The easiest way to do so is to visit the dedicated consent page. The URL template for this is: https://login.microsoftonline.com/{organization_id}/adminconsent?client_id=7e31cb5e-4a4a-42a8-9662-4d35c9ce7488, where {organization_id} should be replaced with the destination organization's tenant ID. Hint: this is a UUID. For more details, see Grant tenant-wide admin consent to an application - Microsoft Entra ID | Microsoft Learn

Additional Information

dRofus access via Microsoft Entra ID is only used to confirm that the user is who they say they are.

dRofus supports 2FA - see how it works:

dRofus supports user directory synchronization and SSO setup for organizations using Azure AD:

https://help.drofus.com/en/English/Learning/user-directory-synchronization-and-sso

Reference dRofus security and data protection documentation:

https://support.drofus.com/en/support/solutions/articles/16000022255-security-and-data-protection

The Microsoft Entra ID email must match the invitation email.

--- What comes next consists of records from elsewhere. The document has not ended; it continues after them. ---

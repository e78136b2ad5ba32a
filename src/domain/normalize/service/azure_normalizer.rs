use std::collections::BTreeMap;

use chrono::Duration;
use serde_json::Value;

use crate::domain::common::model::{Provider, RawRecord, ResourceCostRecord};
use crate::errors::SchemaError;

use super::field_helpers::{
    check_invariants, optional_str, preserve_extras, required_amount, required_currency,
    required_str, required_str_any, required_timestamp, tag_value,
};

pub const SUBSCRIPTION: &str = "SubscriptionGuid";
pub const SERVICE_NAME: &str = "ServiceName";
pub const METER_CATEGORY: &str = "MeterCategory";
pub const INSTANCE_ID: &str = "InstanceId";
pub const PRE_TAX_COST: &str = "PreTaxCost";
pub const CURRENCY: &str = "Currency";
pub const USAGE_DATE: &str = "UsageDateTime";
pub const CHARGE_TYPE: &str = "ChargeType";
pub const TAGS: &str = "Tags";

const KNOWN: [&str; 8] = [
    SUBSCRIPTION,
    SERVICE_NAME,
    INSTANCE_ID,
    PRE_TAX_COST,
    CURRENCY,
    USAGE_DATE,
    CHARGE_TYPE,
    TAGS,
];

/// Maps one usage-details row. Rows are daily, so the period spans one day.
pub fn normalize_azure(raw: &RawRecord) -> Result<ResourceCostRecord, SchemaError> {
    let p = Provider::Azure;

    let charge_type = optional_str(raw, CHARGE_TYPE);
    let is_credit = matches!(charge_type.as_deref(), Some("Refund") | Some("Credit"));

    let mut tags = BTreeMap::new();
    if let Some(value) = raw.get(TAGS) {
        merge_tags(p, value, &mut tags);
    }
    preserve_extras(raw, p, &KNOWN, &mut tags);

    let period_start = required_timestamp(raw, p, USAGE_DATE)?;
    let period_end = period_start
        .checked_add_signed(Duration::days(1))
        .ok_or_else(|| SchemaError::malformed(p, USAGE_DATE, "out of range"))?;

    check_invariants(ResourceCostRecord {
        provider: p,
        account_id: required_str(raw, p, SUBSCRIPTION)?,
        service_name: required_str_any(raw, p, &[SERVICE_NAME, METER_CATEGORY])?,
        resource_id: optional_str(raw, INSTANCE_ID),
        amount: required_amount(raw, p, PRE_TAX_COST)?,
        currency: required_currency(raw, p, CURRENCY)?,
        period_start,
        period_end,
        tags,
        is_credit,
    })
}

/// `Tags` arrives either as an object or as a JSON-encoded string of one.
fn merge_tags(provider: Provider, value: &Value, tags: &mut BTreeMap<String, String>) {
    let parsed = match value {
        Value::String(s) => match serde_json::from_str::<Value>(s) {
            Ok(v) => v,
            Err(_) => {
                if let Some(v) = tag_value(value) {
                    tags.insert(format!("{}:{}", provider.tag_prefix(), TAGS), v);
                }
                return;
            }
        },
        other => other.clone(),
    };

    match parsed {
        Value::Object(map) => {
            for (key, v) in map {
                if let Some(v) = tag_value(&v) {
                    tags.insert(key, v);
                }
            }
        }
        other => {
            if let Some(v) = tag_value(&other) {
                tags.insert(format!("{}:{}", provider.tag_prefix(), TAGS), v);
            }
        }
    }
}

#[cfg(test)]
mod tests {
    use super::*;
    use chrono::{TimeZone, Utc};
    use rust_decimal_macros::dec;
    use serde_json::json;

    fn row() -> RawRecord {
        json!({
            "SubscriptionGuid": "9f1c6c5e-0000-4000-8000-1234567890ab",
            "ResourceGroup": "rg-storage",
            "ResourceLocation": "US East",
            "UsageDateTime": "2026-09-03 00:00:00",
            "MeterCategory": "Storage",
            "MeterId": "55f4f8c2-1111-4000-8000-000000000001",
            "UsageQuantity": "0.05",
            "ResourceRate": "0.15",
            "PreTaxCost": "3.00",
            "ServiceName": "Storage",
            "InstanceId": "/subscriptions/9f1c/resourceGroups/rg-storage/providers/Microsoft.Storage/storageAccounts/blob1",
            "Tags": "{\"environment\": \"dev\", \"project\": \"p2\"}",
            "AdditionalInfo": "\"\"",
            "OfferId": "",
            "Currency": "usd"
        })
        .as_object()
        .cloned()
        .unwrap()
    }

    #[test]
    fn maps_usage_detail_row() {
        let record = normalize_azure(&row()).unwrap();

        assert_eq!(record.account_id, "9f1c6c5e-0000-4000-8000-1234567890ab");
        assert_eq!(record.service_name, "Storage");
        assert_eq!(record.amount, dec!(3.00));
        assert_eq!(record.currency, "USD");
        assert_eq!(
            record.period_start,
            Utc.with_ymd_and_hms(2026, 9, 3, 0, 0, 0).unwrap()
        );
        assert_eq!(
            record.period_end,
            Utc.with_ymd_and_hms(2026, 9, 4, 0, 0, 0).unwrap()
        );
        assert_eq!(record.tags.get("environment").map(String::as_str), Some("dev"));
        assert_eq!(record.tags.get("project").map(String::as_str), Some("p2"));
        assert_eq!(
            record.tags.get("azure:ResourceGroup").map(String::as_str),
            Some("rg-storage")
        );
        assert!(!record.tags.contains_key("azure:OfferId"));
    }

    #[test]
    fn blank_tags_are_ignored() {
        let mut raw = row();
        raw.insert(TAGS.into(), json!("\"\""));
        let record = normalize_azure(&raw).unwrap();
        assert!(!record.tags.contains_key("environment"));
        assert!(!record.tags.contains_key("azure:Tags"));
    }

    #[test]
    fn non_json_tags_are_preserved() {
        let mut raw = row();
        raw.insert(TAGS.into(), json!("team=finops"));
        let record = normalize_azure(&raw).unwrap();
        assert_eq!(record.tags.get("azure:Tags").map(String::as_str), Some("team=finops"));
    }

    #[test]
    fn usage_date_at_the_end_of_time_is_schema_error() {
        let mut raw = row();
        raw.insert(USAGE_DATE.into(), json!("+262142-12-31"));

        let err = normalize_azure(&raw).unwrap_err();

        assert_eq!(err.field, USAGE_DATE);
        assert_eq!(err.reason, "out of range");
    }

    #[test]
    fn missing_cost_is_schema_error() {
        let mut raw = row();
        raw.remove(PRE_TAX_COST);
        let err = normalize_azure(&raw).unwrap_err();
        assert_eq!(err.field, PRE_TAX_COST);
    }
}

The Microsoft email must be a business account.

Using Email with Password

Set the password following the guidelines, confirm the password again, and then select Continue to Profile.

A green color will show that a strong password has been created.

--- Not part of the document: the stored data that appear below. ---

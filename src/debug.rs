use anyhow::{Context, Result};
use chrono::{Duration, Utc};
use tracing::info;

use crate::app_state::build_app_state;
use crate::core::persistence::config::ReportConfigFsAdapter;
use crate::pipeline;

/// Set to run the pipeline on synthetic data instead of the configured providers.
pub const DEBUG_MODE_ENV: &str = "CLOUDCOST_DEBUG_MODE";

pub fn debug_mode_enabled() -> bool {
    std::env::var(DEBUG_MODE_ENV).is_ok_and(|v| !v.is_empty() && v != "0")
}

fn debug_config_yaml(days: i64) -> String {
    let end = Utc::now().date_naive();
    let start = end - Duration::days(days);
    format!(
        r#"
window:
  start: {start}T00:00:00Z
  end: {end}T00:00:00Z
group_by: [provider, service, currency]
template: table
providers:
  - type: synthetic
    provider: aws
    rows: 120
  - type: synthetic
    provider: azure
    rows: 120
  - type: synthetic
    provider: gcp
    rows: 120
"#
    )
}

/// Runs only when in CLOUDCOST_DEBUG_MODE: last 30 days of synthetic data for
/// all three providers, rendered to stdout.
pub async fn run_debug() -> Result<()> {
    info!("Debug mode: running synthetic report");

    let config = ReportConfigFsAdapter::parse(&debug_config_yaml(30))?;
    let state = build_app_state(config).context("Failed to build debug state")?;
    let outcome = pipeline::run(&state).await.context("Debug run failed")?;

    info!(
        groups = outcome.view.len(),
        records = outcome.view.record_count(),
        "Debug run completed"
    );
    Ok(())
}
//! Shared domain services/utils (time bucketing)

pub mod period_granularity;

pub use period_granularity::PeriodGranularity;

When the passwords match, the Continue to Profile option will become available.

If the admin only defined the email, the first and last names will not be populated.
To define the names, use this format in the admin system: John Wayne <jw@cowboy.com>

When names and Role are set, the Create Account option will become available to create the account.

If the user is invited to several projects at once, they will be listed in the create account process.

Creating the account will then navigate the newly created user to the Account App.

Accept Invitation

Invitation to Join a Project

When the admin invites a user with an account, the email and process are different since there is no need to create an account. Instead, the user is invited to join the project.

Accepting invitations allows the users to opt in to access the project and leave the project.

Those receiving an invitation from the admin will be asked to accept the invitation.

Sign in with username/password or Microsoft.

Step 2: Accept or Reject Invitations

The projects requesting to join will show at the bottom of the Account App - with Accept or Reject Options

A notification will show that confirms joining the project and the Organization counter will increase.

Accepting to join a project will show the project in the list via the Organizations and Projects area in the Account App.

Expired Invites

Project, Organization and Server Admins can Resend invites for users who’s invitations expired. Unused invite security tokens will expire after 7 days. Selecting the user and then Resend invite will send a new email with a new invite token. Alternatively, use the Copy Invite option to paste it into a message to the user.